The San Francisco Planning Department is busy working on the City’s “2009 Housing Element,” the five year vision and general plan for housing that drives City policy.
Participants in the work to date have given feedback on what is currently working (or not) in the City of San Francisco as well as ideas that they have for how housing preservation and development could be better achieved in the future. From many conversations had over the past six months the following topic areas have emerged as dominate themes:
Adequate sites for housing
Conserving and improving existing housing stock
Equal Housing Opportunities
Facilitating Permanently Affordable Housing
Removing Constraints to the Construction of Housing
Maintaining the Character of San Francisco’s Neighborhoods
Balancing Housing Construction and Infrastructure
Prioritizing Sustainable Development
A housing survey is part of the process, and as a tipster notes, it’s an “opportunity for SocketSite readers to provide their input.” Above and beyond your comments of course…

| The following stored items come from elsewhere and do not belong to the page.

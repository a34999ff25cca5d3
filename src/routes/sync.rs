//! Sync API endpoints
//!
//! Provides the stateless merge engine and server-side sync cycles.

use axum::{
    extract::{Path, State},
    routing::{get, post},
    Json, Router,
};
use serde::{Deserialize, Serialize};

use crate::db::BookmarkRepository;
use crate::error::Result;
use crate::state::AppState;
use crate::sync::{
    merge_async, BookmarksData, MergeResult, MergeStrategy, RemoteCollectionRepository,
    SyncOption, SyncReport, SyncRepository, SyncStatus,
};

/// Create the sync router
pub fn router() -> Router<AppState> {
    Router::new()
        .route("/merge", post(merge_collections))
        .route("/:target", post(sync_target).delete(reset_target))
        .route("/:target/status", get(get_sync_status))
}

/// Request to merge two collections
#[derive(Debug, Serialize, Deserialize)]
#[serde(rename_all = "camelCase")]
pub struct MergeRequest {
    #[serde(default)]
    pub local_data: Option<BookmarksData>,
    #[serde(default)]
    pub remote_data: Option<BookmarksData>,
    /// Required; a missing strategy is rejected
    #[serde(default)]
    pub strategy: Option<MergeStrategy>,
    pub sync_option: SyncOption,
}

/// Request to sync with a target
#[derive(Debug, Default, Serialize, Deserialize)]
pub struct SyncRequest {
    /// Overrides the configured default strategy
    #[serde(default)]
    pub strategy: Option<MergeStrategy>,
}

#[derive(Debug, Serialize, Deserialize)]
pub struct ResetResponse {
    pub reset: bool,
}

/// Merge two collections without touching any stored data
async fn merge_collections(Json(req): Json<MergeRequest>) -> Result<Json<MergeResult>> {
    let result = merge_async(
        req.local_data.as_ref(),
        req.remote_data.as_ref(),
        req.strategy.as_ref(),
        &req.sync_option,
    )
    .await?;

    Ok(Json(result))
}

/// Sync the local collection with a remote target
async fn sync_target(
    State(state): State<AppState>,
    Path(target): Path<String>,
    body: Option<Json<SyncRequest>>,
) -> Result<Json<SyncReport>> {
    let req = body.map(|Json(req)| req).unwrap_or_default();
    let strategy = req
        .strategy
        .unwrap_or_else(|| state.config().sync.default_strategy.clone());

    let store = BookmarkRepository::new(state.db());
    let remote = RemoteCollectionRepository::new(state.db(), &target);
    let sync_state = SyncRepository::new(state.db());

    let report = state
        .sync_manager()
        .sync(&target, &store, &remote, &sync_state, &strategy)
        .await?;

    Ok(Json(report))
}

/// Forget when a target was last synced
async fn reset_target(
    State(state): State<AppState>,
    Path(target): Path<String>,
) -> Result<Json<ResetResponse>> {
    let reset = SyncRepository::new(state.db()).reset(&target).await?;
    Ok(Json(ResetResponse { reset }))
}

/// Get sync status for a target
async fn get_sync_status(
    State(state): State<AppState>,
    Path(target): Path<String>,
) -> Result<Json<SyncStatus>> {
    let mut status = SyncRepository::new(state.db()).get_status(&target).await?;
    status.in_progress = state.sync_manager().is_in_progress(&target);
    Ok(Json(status))
}

#[cfg(test)]
mod tests {
    use axum::body::Body;
    use axum::http::{Request, StatusCode};
    use tower::ServiceExt;

    use super::*;
    use crate::config::Config;
    use crate::db::create_memory_pool;
    use crate::routes::app;

    const HOUR: i64 = 60 * 60 * 1000;
    const T: i64 = 1_710_000_000_000;

    async fn test_state() -> AppState {
        let pool = create_memory_pool().await.unwrap();
        AppState::new(Config::default(), pool)
    }

    fn post_json(uri: &str, body: serde_json::Value) -> Request<Body> {
        Request::builder()
            .method("POST")
            .uri(uri)
            .header("content-type", "application/json")
            .body(Body::from(body.to_string()))
            .unwrap()
    }

    async fn body_json(response: axum::response::Response) -> serde_json::Value {
        let bytes = axum::body::to_bytes(response.into_body(), usize::MAX)
            .await
            .unwrap();
        serde_json::from_slice(&bytes).unwrap()
    }

    #[tokio::test]
    async fn test_merge_endpoint() {
        let state = test_state().await;
        let url = "https://example.com/page";
        let body = serde_json::json!({
            "localData": {
                url: { "tags": ["tag1"], "meta": { "created": T - HOUR, "updated": T - HOUR, "title": "Local" } }
            },
            "remoteData": {
                url: { "tags": ["tag2"], "meta": { "created": T - HOUR, "updated": T - HOUR + 1, "title": "Remote" } }
            },
            "strategy": { "meta": "newer", "tags": "union" },
            "syncOption": { "currentSyncTime": T, "lastSyncTime": T - 2 * HOUR }
        });

        let response = app(state)
            .oneshot(post_json("/api/v1/sync/merge", body))
            .await
            .unwrap();
        assert_eq!(response.status(), StatusCode::OK);

        let json = body_json(response).await;
        let merged = &json["updatesForLocal"][url];
        assert_eq!(merged["tags"], serde_json::json!(["tag1", "tag2"]));
        assert_eq!(merged["meta"]["title"], "Remote");
        assert_eq!(merged["meta"]["updated3"], T - HOUR + 2);
        assert_eq!(json["localDeletions"], serde_json::json!([]));
    }

    #[tokio::test]
    async fn test_merge_endpoint_requires_strategy() {
        let state = test_state().await;
        let body = serde_json::json!({
            "syncOption": { "currentSyncTime": T, "lastSyncTime": T - HOUR }
        });

        let response = app(state)
            .oneshot(post_json("/api/v1/sync/merge", body))
            .await
            .unwrap();
        assert_eq!(response.status(), StatusCode::BAD_REQUEST);
        assert_eq!(body_json(response).await["error"], "merge_error");
    }

    #[tokio::test]
    async fn test_sync_target_and_status() {
        let state = test_state().await;
        let url = "https://example.com/";
        let mut records = BookmarksData::new();
        records.insert(
            url.to_string(),
            crate::sync::BookmarkRecord::new(vec!["a".into()], T),
        );
        BookmarkRepository::new(state.db())
            .save_all(&records)
            .await
            .unwrap();

        let response = app(state.clone())
            .oneshot(post_json("/api/v1/sync/laptop", serde_json::json!({})))
            .await
            .unwrap();
        assert_eq!(response.status(), StatusCode::OK);
        let report = body_json(response).await;
        assert_eq!(report["remoteUpdates"], 1);
        assert_eq!(report["remoteMeta"]["version"], 1);

        let response = app(state.clone())
            .oneshot(
                Request::builder()
                    .uri("/api/v1/sync/laptop/status")
                    .body(Body::empty())
                    .unwrap(),
            )
            .await
            .unwrap();
        let status = body_json(response).await;
        assert_eq!(status["target"], "laptop");
        assert_eq!(status["inProgress"], false);
        assert_eq!(status["lastReport"]["remoteUpdates"], 1);

        let response = app(state)
            .oneshot(
                Request::builder()
                    .method("DELETE")
                    .uri("/api/v1/sync/laptop")
                    .body(Body::empty())
                    .unwrap(),
            )
            .await
            .unwrap();
        assert_eq!(body_json(response).await["reset"], true);
    }
}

More housing! More density!
I suggest they remove any hyperbole about urban design and livability because it don’t mean nothing. The City needs the money and the politicians need to say “we’ve added X number of affordable homes since I became Mayor/Supervisor/Dog Catcher.” Existing structures should consider themselves the first wife … and when Ms. LEED or some other pretty thing providing jobs, property taxes and so on comes along, the first wife is left in the dark. Yeah, I’ve got a bone to pick right now … see http://livable.wetpaint.com to see the plans for 430 Main / 429 Beale that throw up a 84 foot concrete Berlin Wall running the block from Main to Beale Streets and blocking off sunlight to BayCrest Towers Common Open Space (killing the urban design, livability thing that Section 3 of the Rincon Hill Plan talks about). I guess when you’re starving, you don’t complain that you’re being handed food with peanuts in it that can make you sick or, over the long term, die. A few units out of the middle, top floors of the current design of 430 Main /429 Beale, and the common open space areas at BayCrest would still have a 45 degree opening to the sky that Section 135 of the Planning Code requires for new buildings (but apparently could care less about maintaining for the first wife, so-to-speak, who has been in Rincon Hill for 18 years before LEED was the sexy thing. Planning Commission hearing is April 9th – I’ll tell them at that meeting they should just remove Section 3 about Urban Design and any similar bologna from future Plans if their actions reflect they only want to shoe horn as many homes in as many lots as they can get away with.
Jaime – I fear that you are becoming the rincon hill version of Rob Anderson. It’s already been discussed ad nauseum that:
1)there is no language in the code specifically calling out anything 45 degree.
2)Even if the language clearly implies the necessity of a 45 degree opening to the sky – it only applies to the construction of the building where the unit exists and NOT to neighboring buildings.
At any rate:
The biggest issue with this city and housing construction is what passes for the democratic process…. Increase the requirement for DR requests. Increase the fees for appealing a permit to the BOS. Allow AT WILL development of parcels if the plans are 100% within the existing code for the site. Remove the requirement for any development 40′ and above require discretionary review.
The current BOS is the real planning commission in this city – and that is a very bad thing.
I believe the topic indicates the City wants our opinions … telling me to shutup, more or less, certainly doesn’t carry along with that spirit. Who the hell is Rob Anderson? Nevermind .. .doesn’t matter.